April 14, 2011 By Mike Robuck

Comcast’s DOCSIS 3.0-based Extreme 105 tier made its official debut today, with the service now available to 40 million homes across the cable operator’s footprint.

Comcast started rolling out its residential Extreme 105 tier last year via a soft launch, but now it’s available in major markets across the nation, including San Francisco, Seattle, Portland, Denver, Chicago, Miami, Washington, D.C., Philadelphia and the majority of Boston, among others. Comcast previously launched its 100 Mbps business class tier in most of the same markets.

“This speed tier continues to expand our portfolio of Internet service offerings and takes them up to a whole new level,” said Cathy Avgiris, Comcast’s senior vice president and general manager of communications and data services. “With it, we’re powering the digital home of the future, where entire families using multiple devices – laptops, gaming consoles, tablets, smartphones – can all take advantage of high-bandwidth applications simultaneously, ensuring they each have a great online experience.”

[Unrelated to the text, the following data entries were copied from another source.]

/// RNG and sampling state for a single generation session.
///
/// Encapsulates all randomness so that multiple sessions can run
/// concurrently without interfering with each other.
///
/// # Determinism
///
/// When created with a seed, the same seed produces identical output
/// across runs and threads. Without a seed, uses system entropy.
pub struct SamplingContext {
    /// PCG state (only used when seeded)
    state: u64,
    /// Whether we're in seeded mode
    seeded: bool,
    /// Counter for unseeded fallback
    counter: u64,
}

impl SamplingContext {
    /// Create a new sampling context with an optional seed.
    ///
    /// When `seed` is `Some`, all sampling is deterministic and reproducible.
    /// When `None`, uses system time + counter for randomness.
    pub fn new(seed: Option<u64>) -> Self {
        match seed {
            Some(s) => {
                // Mix seed with PCG increment to avoid degenerate states
                let state = s
                    .wrapping_mul(2685821657736338717)
                    .wrapping_add(1442695040888963407);
                Self {
                    state,
                    seeded: true,
                    counter: 0,
                }
            }
            None => Self {
                state: 0,
                seeded: false,
                counter: 0,
            },
        }
    }

    /// Reset the RNG to its initial seeded state.
    ///
    /// Only meaningful for seeded contexts. For unseeded contexts, this is a no-op.
    pub fn reset(&mut self, seed: u64) {
        let state = seed
            .wrapping_mul(2685821657736338717)
            .wrapping_add(1442695040888963407);
        self.state = state;
        self.seeded = true;
    }

    /// Generate a random f32 in [0, 1).
    fn rand_f32(&mut self) -> f32 {
        if !self.seeded {
            use std::time::{SystemTime, UNIX_EPOCH};

            let seed = SystemTime::now()
                .duration_since(UNIX_EPOCH)
                .unwrap_or_default()
                .subsec_nanos() as u64;
            let count = self.counter;
            self.counter += 1;

            // LCG with seed and counter
            let state = seed
                .wrapping_add(count)
                .wrapping_mul(1103515245)
                .wrapping_add(12345);
            return (state as f32) / (u64::MAX as f32);
        }

        // PCG XSH RR 64/32
        let old_state = self.state;
        self.state = old_state
            .wrapping_mul(6364136223846793005)
            .wrapping_add(1442695040888963407);

        let xorshifted = (((old_state >> 18) ^ old_state) >> 27) as u32;
        let rot = (old_state >> 59) as u32;
        let output = xorshifted.rotate_right(rot);

        (output as f32) / (u32::MAX as f32)
    }
}

/// How next tokens are picked from logits.
#[derive(Debug, Clone, PartialEq)]
pub enum SamplingPolicy {
    /// Argmax.
    Greedy,
    /// Temperature sampling over the full distribution.
    Categorical { temperature: f64 },
    /// Temperature sampling restricted to the k most likely tokens.
    TopK { k: usize, temperature: f64 },
    /// Temperature sampling restricted to the smallest set of tokens whose
    /// cumulative probability reaches `p`.
    TopP { p: f64, temperature: f64 },
}

impl Default for SamplingPolicy {
    fn default() -> Self {
        SamplingPolicy::TopK {
            k: 250,
            temperature: 1.0,
        }
    }
}

impl SamplingPolicy {
    /// Build from optional flags; nucleus sampling takes precedence over
    /// top-k when both are set.
    pub fn from_flags(top_k: Option<usize>, top_p: Option<f64>, temperature: f64) -> Self {
        match (top_p, top_k) {
            (Some(p), _) if p > 0.0 && p < 1.0 => SamplingPolicy::TopP { p, temperature },
            (_, Some(k)) if k > 0 => SamplingPolicy::TopK { k, temperature },
            _ => SamplingPolicy::Categorical { temperature },
        }
    }

    fn temperature(&self) -> Option<f64> {
        match self {
            SamplingPolicy::Greedy => None,
            SamplingPolicy::Categorical { temperature }
            | SamplingPolicy::TopK { temperature, .. }
            | SamplingPolicy::TopP { temperature, .. } => Some(*temperature),
        }
    }
}

/// Sample one token per distribution.
///
/// `logits` can have any leading shape as long as the final axis is the
/// vocabulary; the result is `u32` indices with that final axis dropped.
pub fn sample_tokens(
    logits: &Tensor,
    policy: &SamplingPolicy,
    ctx: &mut SamplingContext,
) -> Result<Tensor> {
    let dims = logits.dims().to_vec();
    let vocab = dims[dims.len() - 1];
    let flat = logits.reshape(((), vocab))?.to_dtype(DType::F32)?;

    let temperature = match policy.temperature() {
        Some(t) => t,
        None => {
            let picked = greedy_sample(&flat)?;
            return Ok(picked.reshape(&dims[..dims.len() - 1])?);
        }
    };

    // For simplicity, if temperature is very low, use greedy
    if temperature < 0.01 {
        let picked = greedy_sample(&flat)?;
        return Ok(picked.reshape(&dims[..dims.len() - 1])?);
    }

    let scaled = if temperature != 1.0 {
        (flat / temperature)?
    } else {
        flat
    };

    let filtered = match policy {
        SamplingPolicy::TopK { k, .. } if *k > 0 => top_k_filter(&scaled, *k)?,
        SamplingPolicy::TopP { p, .. } if *p > 0.0 && *p < 1.0 => top_p_filter(&scaled, *p)?,
        _ => scaled,
    };

    // Convert to probabilities and sample from the distribution
    let probs = candle_nn::ops::softmax_last_dim(&filtered)?;
    let picked = multinomial_sample(&probs, ctx)?;
    Ok(picked.reshape(&dims[..dims.len() - 1])?)
}

/// Apply top-k filtering: keep only the top k logits, set rest to -inf
///
/// Dispatches between CPU-native Rust sort and GPU tensor sort.
fn top_k_filter(logits: &Tensor, k: usize) -> Result<Tensor> {
    #[cfg(feature = "profiling")]
    let _span = tracing::info_span!("top_k").entered();
    let (batch, vocab) = logits.dims2()?;
    let k = k.min(vocab);

    if logits.device().is_cpu() {
        // CPU path: native Rust partial sort is faster than candle sort_last_dim
        let mut result_data = Vec::with_capacity(batch * vocab);
        for b in 0..batch {
            let row: Vec<f32> = logits.i(b)?.to_vec1()?;
            let mut sorted = row.clone();
            sorted.sort_unstable_by(|a, b| b.partial_cmp(a).unwrap_or(std::cmp::Ordering::Equal));
            let threshold = sorted[k - 1];
            result_data.extend(
                row.iter()
                    .map(|&v| if v >= threshold { v } else { f32::NEG_INFINITY }),
            );
        }
        Ok(Tensor::new(result_data.as_slice(), logits.device())?.reshape((batch, vocab))?)
    } else {
        // GPU path: sort on device to avoid GPU→CPU transfer
        let (sorted, _) = logits.sort_last_dim(false)?;
        let threshold = sorted.narrow(1, k - 1, 1)?;
        let mask = logits.ge(&threshold.broadcast_as(logits.shape())?)?;
        let neg_inf =
            Tensor::new(&[f32::NEG_INFINITY], logits.device())?.broadcast_as(logits.shape())?;
        Ok(mask.where_cond(logits, &neg_inf)?)
    }
}

/// Apply top-p (nucleus) filtering: keep smallest set of tokens whose cumulative probability >= top_p
///
/// Dispatches between CPU-native Rust sort and GPU tensor ops.
fn top_p_filter(logits: &Tensor, p: f64) -> Result<Tensor> {
    #[cfg(feature = "profiling")]
    let _span = tracing::info_span!("top_p").entered();

    if logits.device().is_cpu() {
        // CPU path: native Rust sort + cumsum (avoids candle sort_last_dim overhead)
        let (batch, vocab) = logits.dims2()?;
        let mut result_data = Vec::with_capacity(batch * vocab);

        for b in 0..batch {
            let row: Vec<f32> = logits.i(b)?.to_vec1()?;
            let mut indices: Vec<usize> = (0..vocab).collect();
            indices.sort_unstable_by(|&a, &b| {
                row[b]
                    .partial_cmp(&row[a])
                    .unwrap_or(std::cmp::Ordering::Equal)
            });

            // Softmax over sorted values
            let max_val = row[indices[0]];
            let mut exp_sorted: Vec<f32> =
                indices.iter().map(|&i| (row[i] - max_val).exp()).collect();
            let sum: f32 = exp_sorted.iter().sum();
            for v in &mut exp_sorted {
                *v /= sum;
            }

            // Cumulative probability cutoff
            let mut cumsum = 0.0f32;
            let mut cutoff_idx = vocab;
            for (i, &prob) in exp_sorted.iter().enumerate() {
                cumsum += prob;
                if cumsum > p as f32 {
                    cutoff_idx = i + 1;
                    break;
                }
            }

            let mut filtered = vec![f32::NEG_INFINITY; vocab];
            for &idx in &indices[..cutoff_idx] {
                filtered[idx] = row[idx];
            }
            result_data.extend(filtered);
        }

        Ok(Tensor::new(result_data.as_slice(), logits.device())?.reshape((batch, vocab))?)
    } else {
        // GPU path: sort + cumsum on device
        let (sorted_logits, _) = logits.sort_last_dim(false)?;
        let sorted_probs = candle_nn::ops::softmax_last_dim(&sorted_logits)?;
        let cumulative_probs = sorted_probs.cumsum(1)?;

        let shifted = cumulative_probs.narrow(1, 0, cumulative_probs.dim(1)? - 1)?;
        let zeros = Tensor::zeros((logits.dim(0)?, 1), DType::F32, logits.device())?;
        let shifted_cumsum = Tensor::cat(&[&zeros, &shifted], 1)?;

        let threshold_val =
            Tensor::new(&[p as f32], logits.device())?.broadcast_as(shifted_cumsum.shape())?;
        let remove_mask = shifted_cumsum.ge(&threshold_val)?;

        let pos_inf =
            Tensor::new(&[f32::INFINITY], logits.device())?.broadcast_as(sorted_logits.shape())?;
        let kept_logits = remove_mask.where_cond(&pos_inf, &sorted_logits)?;
        let min_kept = kept_logits.min(D::Minus1)?.unsqueeze(1)?;

        let keep_original = logits.ge(&min_kept.broadcast_as(logits.shape())?)?;
        let neg_inf =
            Tensor::new(&[f32::NEG_INFINITY], logits.device())?.broadcast_as(logits.shape())?;
        Ok(keep_original.where_cond(logits, &neg_inf)?)
    }
}

/// Sample from probability distribution using multinomial sampling
fn multinomial_sample(probs: &Tensor, ctx: &mut SamplingContext) -> Result<Tensor> {
    let (batch, vocab) = probs.dims2()?;

    // Cumulative distribution for sampling
    let cumsum = probs.cumsum(1)?;

    // Generate uniform random values
    let uniform: Vec<f32> = (0..batch).map(|_| ctx.rand_f32()).collect();
    let uniform = Tensor::new(uniform.as_slice(), probs.device())?.unsqueeze(1)?;

    // Find first index where cumsum >= uniform
    let mask = cumsum.ge(&uniform.broadcast_as(cumsum.shape())?)?;

    // Convert mask to f32 for operations
    let mask_f32 = mask.to_dtype(DType::F32)?;

    // Use a trick: multiply by position and find first nonzero
    let positions: Vec<f32> = (0..vocab).map(|i| i as f32 + 1.0).collect();
    let positions = Tensor::new(positions.as_slice(), probs.device())?
        .unsqueeze(0)?
        .broadcast_as(mask_f32.shape())?;

    // Where mask is true, use position; else use large value
    let large =
        Tensor::new(&[vocab as f32 + 1.0], probs.device())?.broadcast_as(mask_f32.shape())?;
    let masked_positions = mask.where_cond(&positions, &large)?;

    // Argmin gives first True position
    Ok(masked_positions.argmin(D::Minus1)?)
}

Pricing-wise, Comcast is doing its best to lure customers over to Extreme 105. The wideband service, which features upstream speeds of up to 10 Mbps, is available to Comcast’s triple-play customers for the introductory rate of $105 per month for 12 months, which is just barley more than Comcast’s fee of $99.95 per month for its Extreme 50 service.

Comcast subscribers also need to pay a $250 installation fee for Extreme 105.

For the business-class 100 Mbps service, Comcast has previously said it was using cable modem termination systems from Arris and customer premises equipment from SMC Networks for its tier that bonds four downstream channels.

Last year, Comcast said customers would need to use Arris’ WBM760 cable modem for Extreme 105.

Comcast is including a home networking gateway with Extreme 105 that will enable Wi-Fi access throughout a subscriber’s house.

With the increased speed, Comcast subscribers can now download a 4 GB HD movie in 5 minutes, versus the hour-and-a-half time frame from a 6 Mbps tier.

With the launch, Comcast is laying claim to having the fastest residential data service to the most homes in the United States, but Suddenlink’s Max 107.0 service is still the fastest. Currently, Videotron holds the DOCSIS 3.0 top speed in North America with its 120 Mbps service that was rolled out in September.

On the telco front, Verizon launched its 150 Mbps down, 35 Mbps up service in November.